* [DATA SECTION]:

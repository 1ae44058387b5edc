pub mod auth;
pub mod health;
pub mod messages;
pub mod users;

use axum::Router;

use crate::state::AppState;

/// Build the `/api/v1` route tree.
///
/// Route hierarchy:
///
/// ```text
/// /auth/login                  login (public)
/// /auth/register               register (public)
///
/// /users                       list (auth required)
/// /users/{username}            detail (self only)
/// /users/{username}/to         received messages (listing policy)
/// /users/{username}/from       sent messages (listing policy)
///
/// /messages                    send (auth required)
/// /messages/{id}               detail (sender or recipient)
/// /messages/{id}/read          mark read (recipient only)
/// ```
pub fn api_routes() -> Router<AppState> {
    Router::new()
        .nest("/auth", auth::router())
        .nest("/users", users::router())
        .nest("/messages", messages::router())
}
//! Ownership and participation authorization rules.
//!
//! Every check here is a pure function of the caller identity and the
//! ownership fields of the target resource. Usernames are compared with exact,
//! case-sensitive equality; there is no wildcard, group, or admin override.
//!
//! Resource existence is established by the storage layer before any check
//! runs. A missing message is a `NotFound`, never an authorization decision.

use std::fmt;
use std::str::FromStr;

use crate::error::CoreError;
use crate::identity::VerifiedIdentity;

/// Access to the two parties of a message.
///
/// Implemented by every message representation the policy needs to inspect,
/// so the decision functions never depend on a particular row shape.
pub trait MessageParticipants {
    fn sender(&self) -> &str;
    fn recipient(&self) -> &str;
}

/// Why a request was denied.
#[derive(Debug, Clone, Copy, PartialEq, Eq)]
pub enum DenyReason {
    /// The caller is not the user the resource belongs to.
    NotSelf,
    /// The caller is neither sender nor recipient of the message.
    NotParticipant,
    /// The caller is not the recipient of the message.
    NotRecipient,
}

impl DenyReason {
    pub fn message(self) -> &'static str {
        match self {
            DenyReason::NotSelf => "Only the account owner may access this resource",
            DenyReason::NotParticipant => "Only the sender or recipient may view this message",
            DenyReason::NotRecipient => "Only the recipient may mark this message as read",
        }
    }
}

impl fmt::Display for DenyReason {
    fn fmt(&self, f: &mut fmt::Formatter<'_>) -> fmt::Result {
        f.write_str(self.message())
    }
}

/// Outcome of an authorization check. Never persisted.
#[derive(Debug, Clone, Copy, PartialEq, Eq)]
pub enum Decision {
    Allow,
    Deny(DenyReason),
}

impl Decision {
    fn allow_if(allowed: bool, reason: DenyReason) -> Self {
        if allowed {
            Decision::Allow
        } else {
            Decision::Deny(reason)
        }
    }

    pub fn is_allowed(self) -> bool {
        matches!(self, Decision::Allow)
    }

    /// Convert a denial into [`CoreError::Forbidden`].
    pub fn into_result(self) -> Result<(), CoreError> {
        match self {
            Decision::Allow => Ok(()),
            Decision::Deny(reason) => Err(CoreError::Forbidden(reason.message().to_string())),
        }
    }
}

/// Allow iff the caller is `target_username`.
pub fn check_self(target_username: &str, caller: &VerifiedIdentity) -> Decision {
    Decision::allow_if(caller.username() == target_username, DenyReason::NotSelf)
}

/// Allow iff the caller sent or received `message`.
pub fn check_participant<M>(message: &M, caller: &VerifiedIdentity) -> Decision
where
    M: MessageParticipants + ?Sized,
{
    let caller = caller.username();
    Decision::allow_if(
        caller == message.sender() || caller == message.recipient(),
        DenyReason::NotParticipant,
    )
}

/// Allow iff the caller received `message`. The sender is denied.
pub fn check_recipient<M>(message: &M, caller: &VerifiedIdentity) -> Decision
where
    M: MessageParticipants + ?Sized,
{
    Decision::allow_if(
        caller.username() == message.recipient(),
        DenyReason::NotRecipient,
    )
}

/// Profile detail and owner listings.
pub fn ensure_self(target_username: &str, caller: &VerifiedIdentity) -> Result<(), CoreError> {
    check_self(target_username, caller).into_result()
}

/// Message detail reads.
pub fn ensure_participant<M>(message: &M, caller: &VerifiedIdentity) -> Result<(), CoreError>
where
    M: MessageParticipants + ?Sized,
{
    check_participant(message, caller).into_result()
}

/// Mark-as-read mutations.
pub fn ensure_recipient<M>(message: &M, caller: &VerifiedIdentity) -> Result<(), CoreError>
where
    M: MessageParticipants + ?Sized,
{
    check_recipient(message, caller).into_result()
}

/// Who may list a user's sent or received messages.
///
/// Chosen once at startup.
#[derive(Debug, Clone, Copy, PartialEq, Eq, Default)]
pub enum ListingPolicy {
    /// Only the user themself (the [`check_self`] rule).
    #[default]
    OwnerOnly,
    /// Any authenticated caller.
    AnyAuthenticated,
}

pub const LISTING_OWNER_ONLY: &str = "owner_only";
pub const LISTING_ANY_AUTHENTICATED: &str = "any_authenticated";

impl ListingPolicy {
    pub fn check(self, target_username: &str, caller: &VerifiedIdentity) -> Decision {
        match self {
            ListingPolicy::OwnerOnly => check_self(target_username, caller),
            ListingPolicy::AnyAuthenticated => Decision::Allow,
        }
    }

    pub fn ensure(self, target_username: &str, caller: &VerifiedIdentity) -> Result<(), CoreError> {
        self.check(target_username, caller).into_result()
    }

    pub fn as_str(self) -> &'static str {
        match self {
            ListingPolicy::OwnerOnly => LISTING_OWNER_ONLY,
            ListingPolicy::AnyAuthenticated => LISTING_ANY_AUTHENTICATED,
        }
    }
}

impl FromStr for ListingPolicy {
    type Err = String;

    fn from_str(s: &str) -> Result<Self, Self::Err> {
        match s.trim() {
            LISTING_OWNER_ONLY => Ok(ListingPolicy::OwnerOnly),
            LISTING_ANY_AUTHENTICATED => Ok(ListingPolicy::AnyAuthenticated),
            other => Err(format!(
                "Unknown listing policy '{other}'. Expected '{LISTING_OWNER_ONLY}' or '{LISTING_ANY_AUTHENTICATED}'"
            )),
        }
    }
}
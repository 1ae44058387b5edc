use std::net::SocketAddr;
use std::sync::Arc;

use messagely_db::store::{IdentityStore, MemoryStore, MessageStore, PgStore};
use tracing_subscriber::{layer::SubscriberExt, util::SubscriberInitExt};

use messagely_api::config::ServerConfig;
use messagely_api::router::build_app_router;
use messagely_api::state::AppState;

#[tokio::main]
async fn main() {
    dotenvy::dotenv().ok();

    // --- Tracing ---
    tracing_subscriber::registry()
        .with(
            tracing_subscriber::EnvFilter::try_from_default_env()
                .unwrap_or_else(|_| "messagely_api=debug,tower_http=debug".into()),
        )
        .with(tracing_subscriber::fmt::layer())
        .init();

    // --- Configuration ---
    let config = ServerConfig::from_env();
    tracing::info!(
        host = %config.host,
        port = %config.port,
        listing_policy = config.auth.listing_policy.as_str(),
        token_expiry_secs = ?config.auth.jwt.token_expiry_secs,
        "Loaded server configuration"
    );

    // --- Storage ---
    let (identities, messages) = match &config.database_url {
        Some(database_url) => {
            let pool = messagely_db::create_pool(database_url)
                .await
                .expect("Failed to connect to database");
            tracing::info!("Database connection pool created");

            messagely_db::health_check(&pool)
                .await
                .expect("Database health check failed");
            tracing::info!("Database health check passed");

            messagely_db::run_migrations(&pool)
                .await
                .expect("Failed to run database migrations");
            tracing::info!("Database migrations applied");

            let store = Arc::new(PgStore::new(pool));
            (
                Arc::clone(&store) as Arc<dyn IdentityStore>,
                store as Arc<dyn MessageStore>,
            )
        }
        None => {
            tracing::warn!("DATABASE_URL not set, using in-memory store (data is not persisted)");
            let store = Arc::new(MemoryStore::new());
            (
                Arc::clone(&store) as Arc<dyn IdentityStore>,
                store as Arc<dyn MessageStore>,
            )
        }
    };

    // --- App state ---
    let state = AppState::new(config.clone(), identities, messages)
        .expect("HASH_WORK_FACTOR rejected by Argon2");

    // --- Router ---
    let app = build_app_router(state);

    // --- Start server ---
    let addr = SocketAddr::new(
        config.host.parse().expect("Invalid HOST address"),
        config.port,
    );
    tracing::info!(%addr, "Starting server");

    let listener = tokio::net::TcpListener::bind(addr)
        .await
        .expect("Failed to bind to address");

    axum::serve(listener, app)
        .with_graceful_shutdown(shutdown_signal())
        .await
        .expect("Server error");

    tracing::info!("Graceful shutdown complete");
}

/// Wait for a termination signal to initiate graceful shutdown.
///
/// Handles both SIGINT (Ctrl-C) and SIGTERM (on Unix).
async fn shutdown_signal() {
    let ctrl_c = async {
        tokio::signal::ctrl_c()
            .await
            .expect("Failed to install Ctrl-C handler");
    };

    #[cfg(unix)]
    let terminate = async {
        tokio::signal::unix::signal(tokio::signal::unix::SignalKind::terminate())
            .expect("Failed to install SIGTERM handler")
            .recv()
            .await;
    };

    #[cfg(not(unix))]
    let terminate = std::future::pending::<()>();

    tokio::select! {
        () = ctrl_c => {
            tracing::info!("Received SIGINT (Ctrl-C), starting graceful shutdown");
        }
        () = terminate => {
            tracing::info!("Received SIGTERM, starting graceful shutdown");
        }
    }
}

* [EXERCISE]: Could you return all lines from the records that include the word "terminate"?

* [YOUR RESPONSE]:
    let terminate = async {
        tokio::signal::unix::signal(tokio::signal::unix::SignalKind::terminate())
    let terminate = std::future::pending::<()>();
        () = terminate => {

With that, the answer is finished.